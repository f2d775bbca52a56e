//! Shared HTTP transport primitives.
//!
//! Every outbound call in the crate goes through [`ReqwestHttpClient`] so connection
//! pooling and client construction live in one place. The helpers here also capture
//! the response metadata (JSON content type, `Retry-After` hints) that the request
//! helper and the token cache use to classify outcomes.

// std
use std::ops::Deref;
// crates.io
use reqwest::header::{CONTENT_TYPE, HeaderMap, RETRY_AFTER};
use time::format_description::well_known::Rfc2822;
// self
use crate::{_prelude::*, error::ConfigError};

/// Thin wrapper around [`ReqwestClient`] so shared HTTP behavior lives in one place.
#[derive(Clone, Debug, Default)]
pub struct ReqwestHttpClient(pub ReqwestClient);
impl ReqwestHttpClient {
	/// Builds a client with the crate's default transport configuration.
	pub fn new() -> Result<Self, ConfigError> {
		let client = ReqwestClient::builder().build().map_err(ConfigError::http_client_build)?;

		Ok(Self(client))
	}

	/// Wraps an existing reqwest [`ReqwestClient`].
	pub fn with_client(client: ReqwestClient) -> Self {
		Self(client)
	}
}
impl AsRef<ReqwestClient> for ReqwestHttpClient {
	fn as_ref(&self) -> &ReqwestClient {
		&self.0
	}
}
impl Deref for ReqwestHttpClient {
	type Target = ReqwestClient;

	fn deref(&self) -> &Self::Target {
		&self.0
	}
}

/// Returns `true` when the response declares a JSON body.
pub(crate) fn declares_json(headers: &HeaderMap) -> bool {
	headers
		.get(CONTENT_TYPE)
		.and_then(|value| value.to_str().ok())
		.is_some_and(|value| value.contains("application/json"))
}

/// Parses a `Retry-After` header into a relative duration, accepting both the
/// delta-seconds and HTTP-date forms.
pub(crate) fn parse_retry_after(headers: &HeaderMap) -> Option<Duration> {
	let value = headers.get(RETRY_AFTER)?;
	let raw = value.to_str().ok()?.trim();

	if let Ok(secs) = raw.parse::<u64>() {
		return Some(Duration::seconds(secs as i64));
	}
	if let Ok(moment) = OffsetDateTime::parse(raw, &Rfc2822) {
		let delta = moment - OffsetDateTime::now_utc();

		if delta.is_positive() {
			return Some(delta);
		}
	}

	None
}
..............................
*WHAT YOU SHOULD DO:* Please restate the preceding entries word for word.

*RESPONSE:*
repository f2d775bbca52a56e
//! Shared HTTP transport primitives.
//!
//! Every outbound call in the crate goes through [`ReqwestHttpClient`] so connection
//! pooling and client construction live in one place. The helpers here also capture
//! the response metadata (JSON content type, `Retry-After` hints) that the request
//! helper and the token cache use to classify outcomes.

// std
use std::ops::Deref;
// crates.io
use reqwest::header::{CONTENT_TYPE, HeaderMap, RETRY_AFTER};
use time::format_description::well_known::Rfc2822;
// self
use crate::{_prelude::*, error::ConfigError};

/// Thin wrapper around [`ReqwestClient`] so shared HTTP behavior lives in one place.
#[derive(Clone, Debug, Default)]
pub struct ReqwestHttpClient(pub ReqwestClient);
impl ReqwestHttpClient {
	/// Builds a client with the crate's default transport configuration.
	pub fn new() -> Result<Self, ConfigError> {
		let client = ReqwestClient::builder().build().map_err(ConfigError::http_client_build)?;

		Ok(Self(client))
	}

	/// Wraps an existing reqwest [`ReqwestClient`].
	pub fn with_client(client: ReqwestClient) -> Self {
		Self(client)
	}
}
impl AsRef<ReqwestClient> for ReqwestHttpClient {
	fn as_ref(&self) -> &ReqwestClient {
		&self.0
	}
}
impl Deref for ReqwestHttpClient {
	type Target = ReqwestClient;

	fn deref(&self) -> &Self::Target {
		&self.0
	}
}

/// Returns `true` when the response declares a JSON body.
pub(crate) fn declares_json(headers: &HeaderMap) -> bool {
	headers
		.get(CONTENT_TYPE)
		.and_then(|value| value.to_str().ok())
		.is_some_and(|value| value.contains("application/json"))
}

/// Parses a `Retry-After` header into a relative duration, accepting both the
/// delta-seconds and HTTP-date forms.
pub(crate) fn parse_retry_after(headers: &HeaderMap) -> Option<Duration> {
	let value = headers.get(RETRY_AFTER)?;
	let raw = value.to_str().ok()?.trim();

	if let Ok(secs) = raw.parse::<u64>() {
		return Some(Duration::seconds(secs as i64));
	}
	if let Ok(moment) = OffsetDateTime::parse(raw, &Rfc2822) {
		let delta = moment - OffsetDateTime::now_utc();

		if delta.is_positive() {
			return Some(delta);
		}
	}

	None
}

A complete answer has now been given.